A Câmara Municipal de Castelo de Paiva aprovou a renovação do Acordo de Parceria / Cooperação com a Associação Humanitária dos Bombeiros de Castelo de Paiva, dando continuidade à colaboração estabelecida desde 2012 no projeto de Transporte Solidário de Doentes.

Este projeto social implementado pelo município contabilizou, até ao final do último ano, cerca de 19.308 utentes transportados, com um custo financeiro despendido de cerca de 276 mil euros.

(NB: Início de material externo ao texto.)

//! Error taxonomy for the generation pipeline.
//!
//! - [`GitHubError`] is produced by the GitHub client and is fatal to a generation request.
//! - [`ProviderError`] is produced by AI provider adapters and never leaves the orchestration
//!   boundary: the pipeline downgrades to the template engine instead.
//! - [`GenerateError`] is what callers of [`crate::generate::Generator::generate`] see.

use thiserror::Error;

/// Failure talking to the GitHub REST API.
#[derive(Debug, Error)]
pub enum GitHubError {
    #[error("repository '{owner}/{repo}' not found")]
    NotFound { owner: String, repo: String },

    /// Throttled by GitHub. `reset_at` is the `x-ratelimit-reset` value in unix seconds.
    #[error("GitHub API rate limit exceeded")]
    RateLimited { reset_at: Option<u64> },

    #[error("access forbidden; the repository might be private or require authentication")]
    Forbidden,

    #[error("authentication failed; check the GitHub token")]
    Unauthorized,

    #[error("GitHub API error: {status} - {body}")]
    Api { status: u16, body: String },

    #[error("file content not found for '{path}'")]
    MissingContent { path: String },

    #[error("failed to decode content of '{path}': {reason}")]
    Decode { path: String, reason: String },

    #[error("invalid API base URL '{url}': {reason}")]
    InvalidBaseUrl { url: String, reason: String },

    #[error("transport error: {0}")]
    Transport(#[from] reqwest::Error),
}

/// Failure of an optional AI provider adapter.
#[derive(Debug, Error)]
pub enum ProviderError {
    #[error("{provider} API key is required")]
    MissingApiKey { provider: &'static str },

    #[error("HTTP {status}: {body}")]
    Status { status: u16, body: String },

    #[error("no generated text in response")]
    EmptyResponse,

    #[error("transport error: {0}")]
    Transport(#[from] reqwest::Error),

    #[error("{0}")]
    Other(String),
}

/// Caller-facing failure of a generation request.
#[derive(Debug, Error)]
pub enum GenerateError {
    #[error("repository not found: {0}")]
    NotFound(String),

    #[error("rate limited")]
    RateLimited { reset_at: Option<u64> },

    #[error("unauthorized")]
    Unauthorized,

    #[error("forbidden")]
    Forbidden,

    #[error("invalid input: {0}")]
    InvalidInput(String),

    #[error("provider failure: {0}")]
    ProviderFailure(String),

    #[error("unknown error: {0}")]
    UnknownError(String),
}

impl From<GitHubError> for GenerateError {
    fn from(e: GitHubError) -> Self {
        match e {
            GitHubError::NotFound { owner, repo } => {
                GenerateError::NotFound(format!("{owner}/{repo}"))
            }
            GitHubError::RateLimited { reset_at } => GenerateError::RateLimited { reset_at },
            GitHubError::Forbidden => GenerateError::Forbidden,
            GitHubError::Unauthorized => GenerateError::Unauthorized,
            other => GenerateError::UnknownError(other.to_string()),
        }
    }
}

impl From<ProviderError> for GenerateError {
    fn from(e: ProviderError) -> Self {
        GenerateError::ProviderFailure(e.to_string())
    }
}

impl GenerateError {
    /// Message suitable for showing to an end user, with a suggested correction where one exists.
    pub fn user_message(&self) -> String {
        match self {
            GenerateError::RateLimited { reset_at } => {
                let reset = reset_at
                    .map(|t| format!(" Rate limit resets at unix time {t}."))
                    .unwrap_or_default();
                format!(
                    "GitHub API rate limit exceeded.{reset} Please try again later or set a personal access token (GITHUB_TOKEN) to increase rate limits."
                )
            }
            GenerateError::NotFound(repo) => format!(
                "Repository '{repo}' not found. Please check the URL and ensure the repository is public."
            ),
            GenerateError::InvalidInput(_) => "Invalid GitHub URL. Please provide a valid GitHub repository URL (e.g., https://github.com/owner/repo)".to_string(),
            GenerateError::Unauthorized => {
                "Authentication failed. Please check your GitHub token.".to_string()
            }
            GenerateError::Forbidden => {
                "Access forbidden. The repository might be private or require authentication."
                    .to_string()
            }
            GenerateError::ProviderFailure(reason) => {
                format!("README generation provider failed: {reason}")
            }
            GenerateError::UnknownError(reason) => {
                format!("Failed to analyze repository: {reason}")
            }
        }
    }
}
use std::sync::atomic::{AtomicU32, Ordering};
use std::sync::Barrier;
use std::time::{Duration, Instant};

use gitspicefy_core::logo::{choose_design, generate_logo_for_project, LogoStyle};
use gitspicefy_core::rate_limit::{InMemoryAttemptStore, LoginAttemptLimiter, MAX_ATTEMPTS, WINDOW};

#[test]
fn test_logo_is_deterministic() {
    let a = generate_logo_for_project("photo-gallery", Some("React Application"), Some("share pictures"));
    let b = generate_logo_for_project("photo-gallery", Some("React Application"), Some("share pictures"));
    assert_eq!(a, b);
    assert!(a.starts_with("<svg width=\"200\" height=\"80\""));
    assert!(a.trim_end().ends_with("</svg>"));
}

#[test]
fn test_logo_design_follows_project_type() {
    let vue = choose_design("storefront", Some("Vue.js Application"), None);
    assert_eq!(vue.style, LogoStyle::Gradient);
    assert_eq!(vue.primary, "#4FC08D");

    let go = choose_design("proxy", Some("Go Application"), None);
    assert_eq!(go.style, LogoStyle::Minimal);

    let python_art = choose_design("sketch", Some("Python Application"), Some("creative art studio"));
    assert_eq!(python_art.style, LogoStyle::Creative);
    assert_eq!(python_art.primary, "#3776AB");
}

#[test]
fn test_logo_falls_back_to_initials() {
    let svg = generate_logo_for_project("zebra stripes", None, None);
    assert!(svg.contains(">ZS</text>"));
}

#[test]
fn test_limiter_blocks_after_five_attempts() {
    let limiter = LoginAttemptLimiter::new(InMemoryAttemptStore::new());
    let start = Instant::now();

    for i in 0..MAX_ATTEMPTS {
        assert!(limiter.check("10.0.0.1", start + Duration::from_secs(u64::from(i))));
    }
    assert!(!limiter.check("10.0.0.1", start + Duration::from_secs(10)));
    assert!(limiter.check("10.0.0.2", start + Duration::from_secs(10)));
}

#[test]
fn test_limiter_window_resets_after_inactivity() {
    let limiter = LoginAttemptLimiter::new(InMemoryAttemptStore::new());
    let start = Instant::now();
    for _ in 0..MAX_ATTEMPTS {
        limiter.check("admin", start);
    }
    assert!(!limiter.check("admin", start + WINDOW));
    assert!(limiter.check("admin", start + WINDOW + Duration::from_secs(1)));
}

#[test]
fn test_limiter_reset_clears_counter() {
    let limiter = LoginAttemptLimiter::with_limits(InMemoryAttemptStore::new(), 1, WINDOW);
    let now = Instant::now();
    assert!(limiter.check("k", now));
    assert!(!limiter.check("k", now));
    limiter.reset("k");
    assert!(limiter.check("k", now));
}

#[test]
fn test_limiter_allows_exactly_max_attempts_under_contention() {
    let limiter = LoginAttemptLimiter::new(InMemoryAttemptStore::new());
    let now = Instant::now();
    let allowed = AtomicU32::new(0);

    std::thread::scope(|scope| {
        for _ in 0..32 {
            scope.spawn(|| {
                if limiter.check("203.0.113.7", now) {
                    allowed.fetch_add(1, Ordering::SeqCst);
                }
            });
        }
    });

    assert_eq!(allowed.load(Ordering::SeqCst), MAX_ATTEMPTS);
}

#[test]
fn test_limiter_last_remaining_attempt_goes_to_one_caller() {
    let limiter = LoginAttemptLimiter::new(InMemoryAttemptStore::new());
    let now = Instant::now();
    for _ in 0..MAX_ATTEMPTS - 1 {
        assert!(limiter.check("admin", now));
    }
    let barrier = Barrier::new(2);
    let allowed = AtomicU32::new(0);

    std::thread::scope(|scope| {
        for _ in 0..2 {
            scope.spawn(|| {
                barrier.wait();
                if limiter.check("admin", now) {
                    allowed.fetch_add(1, Ordering::SeqCst);
                }
            });
        }
    });

    assert_eq!(allowed.load(Ordering::SeqCst), 1);
}

#[test]
fn test_store_prunes_expired_keys() {
    let limiter = LoginAttemptLimiter::new(InMemoryAttemptStore::new());
    let start = Instant::now();
    for i in 0..100 {
        limiter.check(&format!("10.0.0.{i}"), start);
    }
    assert_eq!(limiter.store().len(), 100);

    limiter.check("10.0.1.1", start + WINDOW + Duration::from_secs(1));
    assert_eq!(limiter.store().len(), 1);
}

O protocolo agora renovado, que totaliza um apoio anual de 30 mil euros (dividido por 12 meses) tem por objetivo “assegurar a efetivação do transporte de doentes não urgentes para consultas, tratamento e/ou exames complementares de diagnóstico, que sejam encaminhados pelo Gabinete de Ação Social da Câmara Municipal, até ao limite de duas mil pessoas transportadas”.

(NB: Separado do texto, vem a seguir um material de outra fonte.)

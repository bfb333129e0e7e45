//! Hugging Face inference adapter.
//!
//! Candidate models are tried in order; the first response longer than
//! [`MIN_USEFUL_RESPONSE`] characters is post-processed and returned. When every model
//! fails, the compact fallback README is returned instead, so this adapter only errors on
//! programming mistakes, never on remote failures.

use async_trait::async_trait;
use reqwest::Client;
use serde_json::{json, Value};
use tracing::{info, warn};

use crate::contract::{GitHubFile, ReadmeProvider, RepositoryInfo, TextGenerationApi};
use crate::error::ProviderError;
use crate::readme_config::{HeaderAlignment, ReadmeConfig};
use crate::template::render_fallback_readme;

pub const DEFAULT_BASE_URL: &str = "https://api-inference.huggingface.co/models";

pub const CANDIDATE_MODELS: &[&str] = &[
    "microsoft/DialoGPT-medium",
    "facebook/blenderbot-400M-distill",
    "microsoft/DialoGPT-small",
];

pub const MIN_USEFUL_RESPONSE: usize = 100;

const PROMPT_FILE_LIMIT: usize = 10;

/// Raw inference API client. The bearer token is optional for public models.
pub struct HuggingFaceApi {
    client: Client,
    base_url: String,
    api_key: Option<String>,
}

impl HuggingFaceApi {
    pub fn new(api_key: Option<String>) -> Self {
        Self::with_base_url(DEFAULT_BASE_URL, api_key)
    }

    pub fn with_base_url(base_url: &str, api_key: Option<String>) -> Self {
        HuggingFaceApi {
            client: Client::new(),
            base_url: base_url.trim_end_matches('/').to_string(),
            api_key: api_key.filter(|k| !k.is_empty()),
        }
    }
}

fn generated_text(data: &Value) -> Option<&str> {
    match data {
        Value::Array(items) => items.first()?.get("generated_text")?.as_str(),
        other => other.get("generated_text")?.as_str(),
    }
}

#[async_trait]
impl TextGenerationApi for HuggingFaceApi {
    async fn complete(&self, model: &str, prompt: &str) -> Result<String, ProviderError> {
        let body = json!({
            "inputs": prompt,
            "parameters": { "max_length": 1000, "temperature": 0.7, "do_sample": true },
            "options": { "wait_for_model": true },
        });
        let mut request = self
            .client
            .post(format!("{}/{}", self.base_url, model))
            .json(&body);
        if let Some(key) = &self.api_key {
            request = request.bearer_auth(key);
        }
        let response = request.send().await?;
        let status = response.status();
        if !status.is_success() {
            let body = response.text().await.unwrap_or_default();
            return Err(ProviderError::Status {
                status: status.as_u16(),
                body,
            });
        }
        let data: Value = response.json().await?;
        generated_text(&data)
            .map(str::to_string)
            .ok_or(ProviderError::EmptyResponse)
    }
}

pub fn build_prompt(info: &RepositoryInfo, files: &[GitHubFile]) -> String {
    let paths: Vec<&str> = files
        .iter()
        .filter(|f| !f.is_dir())
        .take(PROMPT_FILE_LIMIT)
        .map(|f| f.path.as_str())
        .collect();
    let description = if info.description.is_empty() {
        "A software project"
    } else {
        info.description.as_str()
    };
    format!(
        "Create a README.md for {} ({}): {}. Files: {}. Include installation, usage, and features.",
        info.name,
        info.language,
        description,
        paths.join(", ")
    )
}

/// Drops chatter before the first heading, adds a title if missing and applies alignment.
pub fn format_response(response: &str, info: &RepositoryInfo, config: &ReadmeConfig) -> String {
    let mut cleaned = match response.find('#') {
        Some(i) => response[i..].trim().to_string(),
        None => response.trim().to_string(),
    };
    if !cleaned.starts_with('#') {
        let emoji = if config.add_emojis_to_headings { "🚀 " } else { "" };
        cleaned = format!("# {emoji}{}\n\n{cleaned}", info.name);
    }
    match config.header_alignment {
        HeaderAlignment::Left => cleaned,
        alignment => format!(
            "<div align=\"{}\">\n\n{cleaned}\n\n</div>",
            alignment.as_str()
        ),
    }
}

pub struct HuggingFaceProvider<T: TextGenerationApi = HuggingFaceApi> {
    api: T,
}

impl HuggingFaceProvider<HuggingFaceApi> {
    /// Anonymous access when `api_key` is `None`.
    pub fn with_api_key(api_key: Option<String>) -> Self {
        info!(api_key_set = api_key.is_some(), "Initialized HuggingFaceProvider");
        HuggingFaceProvider::new(HuggingFaceApi::new(api_key))
    }
}

impl<T: TextGenerationApi> HuggingFaceProvider<T> {
    pub fn new(api: T) -> Self {
        HuggingFaceProvider { api }
    }
}

#[async_trait]
impl<T: TextGenerationApi> ReadmeProvider for HuggingFaceProvider<T> {
    fn name(&self) -> &'static str {
        "huggingface"
    }

    async fn generate_readme(
        &self,
        info: &RepositoryInfo,
        files: &[GitHubFile],
        config: &ReadmeConfig,
    ) -> Result<String, ProviderError> {
        let prompt = build_prompt(info, files);
        for model in CANDIDATE_MODELS {
            match self.api.complete(model, &prompt).await {
                Ok(text) if text.chars().count() > MIN_USEFUL_RESPONSE => {
                    info!(model, "Hugging Face model produced README");
                    return Ok(format_response(&text, info, config));
                }
                Ok(text) => {
                    warn!(model, length = text.len(), "Model response too short, trying next")
                }
                Err(e) => warn!(model, error = %e, "Model failed, trying next"),
            }
        }
        warn!(repo = %info.full_name, "All Hugging Face models failed, using fallback README");
        Ok(render_fallback_readme(info, files, config))
    }
}

#[cfg(test)]
mod tests {
    use super::*;

    fn info() -> RepositoryInfo {
        RepositoryInfo {
            name: "demo".into(),
            full_name: "acme/demo".into(),
            description: String::new(),
            language: "Go".into(),
            stars: 0,
            forks: 0,
            is_private: false,
            default_branch: "main".into(),
        }
    }

    #[test]
    fn prompt_lists_first_ten_files() {
        let mut files: Vec<GitHubFile> = (0..12)
            .map(|i| GitHubFile::file(&format!("f{i}.go"), Some("")))
            .collect();
        files.insert(0, GitHubFile::dir("cmd"));
        let prompt = build_prompt(&info(), &files);
        assert!(prompt.contains("demo (Go): A software project"));
        assert!(prompt.contains("f9.go"));
        assert!(!prompt.contains("f10.go"));
        assert!(!prompt.contains("cmd"));
    }

    #[test]
    fn formatting_strips_preamble_and_wraps() {
        let config = ReadmeConfig::default();
        let out = format_response("Sure! Here it is:\n# Demo\nbody", &info(), &config);
        assert!(out.starts_with("<div align=\"center\">\n\n# Demo"));
        assert!(out.ends_with("</div>"));

        let left = ReadmeConfig {
            header_alignment: HeaderAlignment::Left,
            ..Default::default()
        };
        let out = format_response("no heading here", &info(), &left);
        assert_eq!(out, "# 🚀 demo\n\nno heading here");
    }

    #[test]
    fn extracts_generated_text_from_both_shapes() {
        let array = json!([{ "generated_text": "a" }]);
        let object = json!({ "generated_text": "b" });
        assert_eq!(generated_text(&array), Some("a"));
        assert_eq!(generated_text(&object), Some("b"));
        assert_eq!(generated_text(&json!({ "error": "loading" })), None);
    }
}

Apenas poderão beneficiar do Transporte Solidário a população idosa e os agregados familiares que se encontrem em situação económica considerada precária e que não tenham acesso à requisição de transporte emitida pelos estabelecimentos e serviços do SNS e entidades com contrato ou convenção para a prestação de cuidados de saúde, que estejam sinalizados nos termos do Regulamento do Transporte Solidário pelos Serviços de Ação Social da Câmara Municipal.

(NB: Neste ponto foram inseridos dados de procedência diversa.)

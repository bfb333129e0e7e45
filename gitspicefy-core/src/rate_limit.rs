//! Login attempt limiting.
//!
//! [`LoginAttemptLimiter`] allows [`MAX_ATTEMPTS`] attempts per client key within a
//! [`WINDOW`]. A window that has been idle for longer than [`WINDOW`] starts over. Counters
//! live in an injected [`AttemptStore`] so a shared store can replace the in-memory one.
//! Callers pass `now` explicitly.

use std::collections::HashMap;
use std::sync::{Mutex, MutexGuard};
use std::time::{Duration, Instant};

pub const MAX_ATTEMPTS: u32 = 5;
pub const WINDOW: Duration = Duration::from_secs(15 * 60);

#[derive(Debug, Clone, Copy, PartialEq, Eq)]
pub struct AttemptRecord {
    pub count: u32,
    pub last_attempt: Instant,
}

impl AttemptRecord {
    fn is_expired(&self, now: Instant, window: Duration) -> bool {
        now.saturating_duration_since(self.last_attempt) > window
    }
}

/// Record to store after an attempt at `now`, or `None` when the attempt is blocked.
///
/// Blocked attempts leave the stored record untouched, so the window is measured from the
/// last allowed attempt.
pub fn next_record(
    existing: Option<AttemptRecord>,
    now: Instant,
    window: Duration,
    max_attempts: u32,
) -> Option<AttemptRecord> {
    match existing {
        Some(r) if !r.is_expired(now, window) => (r.count < max_attempts).then_some(AttemptRecord {
            count: r.count + 1,
            last_attempt: now,
        }),
        _ => Some(AttemptRecord {
            count: 1,
            last_attempt: now,
        }),
    }
}

/// Storage for per-key attempt counters.
///
/// `record_attempt` must read and update a key as one atomic step; concurrent attempts on
/// the same key must never both observe the same count.
pub trait AttemptStore: Send + Sync {
    fn record_attempt(&self, key: &str, now: Instant, window: Duration, max_attempts: u32) -> bool;
    fn remove(&self, key: &str);
}

/// Process-local store. Expired keys are pruned on every attempt.
#[derive(Debug, Default)]
pub struct InMemoryAttemptStore {
    records: Mutex<HashMap<String, AttemptRecord>>,
}

impl InMemoryAttemptStore {
    pub fn new() -> Self {
        Self::default()
    }

    fn lock(&self) -> MutexGuard<'_, HashMap<String, AttemptRecord>> {
        self.records
            .lock()
            .unwrap_or_else(|poisoned| poisoned.into_inner())
    }

    /// Number of keys currently tracked.
    pub fn len(&self) -> usize {
        self.lock().len()
    }

    pub fn is_empty(&self) -> bool {
        self.len() == 0
    }
}

impl AttemptStore for InMemoryAttemptStore {
    fn record_attempt(&self, key: &str, now: Instant, window: Duration, max_attempts: u32) -> bool {
        let mut records = self.lock();
        records.retain(|_, r| !r.is_expired(now, window));
        match next_record(records.get(key).copied(), now, window, max_attempts) {
            Some(record) => {
                records.insert(key.to_string(), record);
                true
            }
            None => false,
        }
    }

    fn remove(&self, key: &str) {
        self.lock().remove(key);
    }
}

pub struct LoginAttemptLimiter<S: AttemptStore> {
    store: S,
    max_attempts: u32,
    window: Duration,
}

impl<S: AttemptStore> LoginAttemptLimiter<S> {
    pub fn new(store: S) -> Self {
        LoginAttemptLimiter {
            store,
            max_attempts: MAX_ATTEMPTS,
            window: WINDOW,
        }
    }

    pub fn with_limits(store: S, max_attempts: u32, window: Duration) -> Self {
        LoginAttemptLimiter {
            store,
            max_attempts,
            window,
        }
    }

    /// Records an attempt for `key` and returns whether it is allowed.
    pub fn check(&self, key: &str, now: Instant) -> bool {
        let allowed = self
            .store
            .record_attempt(key, now, self.window, self.max_attempts);
        if !allowed {
            tracing::warn!(key, max_attempts = self.max_attempts, "Login attempts exhausted");
        }
        allowed
    }

    /// Clears the counter, typically after a successful login.
    pub fn reset(&self, key: &str) {
        self.store.remove(key);
    }

    pub fn store(&self) -> &S {
        &self.store
    }
}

Os custos dos serviços prestados é suportado pela autarquia e o transporte é concedido para os Hospitais/Clínicas sediados nos concelhos de Santa Maria da Feira, Vila Nova de Gaia, Porto, Penafiel, Paredes, São João da Madeira e Matosinhos. O transporte para os hospitais/clínicas sediados nos concelhos de Amarante e Aveiro “serão efetuados mediante a possibilidade de conciliação com outros transportes agendados, não se aplicando o serviço às consultas e cuidados primários dos serviços de saúde locais, nem sequer em situações de emergência”.

Esta medida, em colaboração direta com os bombeiros locais, surgiu “tendo em conta uma evidenciada carência no transporte do doentes para os serviços e unidades de saúde de fora da área do município, que impedia o acesso de doentes não urgentes aos cuidados e tratamentos médicos de que careciam, particularmente da população mais idosa e economicamente mais carenciada”, refere um comunicado.